Update: Also, for high values of N (e.g. 2048*64), I noticed that the result returned by CUDA changes at every run. This does not happen if N is low (e.g. 2048*8).
At the same time I have a more fundamental question: The variable temp is an array of size THREADS_PER_BLOCK and is shared between threads in the same block. Is it also shared between blocks or every block operates on a different copy of this variable? Should I think of the method dot as instructions to every block? Can someone elaborate on how exactly the jobs are split and how the variables are shared in this example
Comment this line out of your kernel:
// *c = 0.00;
And add these lines to your host code, before the kernel call (after the cudaMalloc of dev_c):
num_t h_c = 0.0f;
cudaMemcpy(dev_c, &h_c, sizeof(num_t), cudaMemcpyHostToDevice);
And I believe you'll get results that match matlab, more or less.

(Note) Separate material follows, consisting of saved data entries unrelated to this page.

// Copyright (c) AlphaVelocity.
// All rights reserved.
//
// This source code is licensed under the license found in the
// LICENSE file in the root directory of this source tree.

//! Client-side persisted auth state. One JSON blob under one key: profile
//! plus both tokens travel together, so login and register cannot drift
//! apart in what they persist.

use std::fs;
use std::path::{Path, PathBuf};

use anyhow::{Context, Result};
use directories::ProjectDirs;
use once_cell::sync::Lazy;
use serde::{Deserialize, Serialize};

use crate::auth::{AuthData, User};

static APP: Lazy<(&str, &str, &str)> = Lazy::new(|| ("com.alphavelocity", "Outlay", "outlay"));

#[derive(Debug, Clone, Serialize, Deserialize, PartialEq, Eq)]
pub struct Session {
    pub user: User,
    pub access_token: String,
    pub refresh_token: String,
}

impl From<AuthData> for Session {
    fn from(data: AuthData) -> Self {
        Self {
            user: data.user,
            access_token: data.access_token,
            refresh_token: data.refresh_token,
        }
    }
}

pub fn session_path() -> Result<PathBuf> {
    let proj = ProjectDirs::from(APP.0, APP.1, APP.2)
        .context("Could not determine platform-specific data dir")?;
    let data_dir = proj.data_dir();
    fs::create_dir_all(data_dir).context("Failed to create data dir")?;
    Ok(data_dir.join("session.json"))
}

pub fn save(session: &Session) -> Result<()> {
    save_at(&session_path()?, session)
}

pub fn load() -> Result<Option<Session>> {
    load_at(&session_path()?)
}

pub fn clear() -> Result<()> {
    clear_at(&session_path()?)
}

pub fn save_at(path: &Path, session: &Session) -> Result<()> {
    let body = serde_json::to_string_pretty(session)?;
    fs::write(path, body).with_context(|| format!("Write session at {}", path.display()))?;
    Ok(())
}

pub fn load_at(path: &Path) -> Result<Option<Session>> {
    if !path.exists() {
        return Ok(None);
    }
    let body =
        fs::read_to_string(path).with_context(|| format!("Read session at {}", path.display()))?;
    let session = serde_json::from_str(&body)
        .with_context(|| format!("Malformed session at {}", path.display()))?;
    Ok(Some(session))
}

pub fn clear_at(path: &Path) -> Result<()> {
    if path.exists() {
        fs::remove_file(path)
            .with_context(|| format!("Remove session at {}", path.display()))?;
    }
    Ok(())
}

The fact that you have this line in your kernel unprotected by any synchronization is messing you up. Every thread of every block, whenever they happen to execute, is zeroing out c as you have written it.
By the way, we can do significantly better with this operation in general by using a classical parallel reduction method. A basic (not optimized) illustration is here. If you combine that method with your usage of shared memory and a single atomicAdd at the end (one atomicAdd per block) you'll have a significantly improved implementation. Although it's not a dot product, this example combines those ideas.
Edit: responding to a question below in the comments:
A kernel function is the set of instructions that all threads in the grid (all threads associated with a kernel launch, by definition) execute. However, it's reasonable to think of execution as being managed by threadblock, since the threads in a threadblock are executing together to a large extent. However, even within a threadblock, execution is not in perfect lockstep across all threads, necessarily. Normally when we think of lockstep execution, we think of a warp which is a group of 32 threads in a single threadblock. Therefore, since execution amongst warps within a block can be skewed, this hazard was present even for a single threadblock. However, if there were only one threadblock, we could have gotten rid of the hazard in your code using appropriate sync and control mechanisms like __syncthreads() and (if threadIdx.x == 0) etc. But these mechanisms are useless for the general case of controlling execution across multiple threadsblocks. Multiple threadblocks can execute in any order. The only defined sync mechanism across an entire grid is the kernel launch itself. Therefore to fix your issue, we had to zero out c prior to the kernel launch.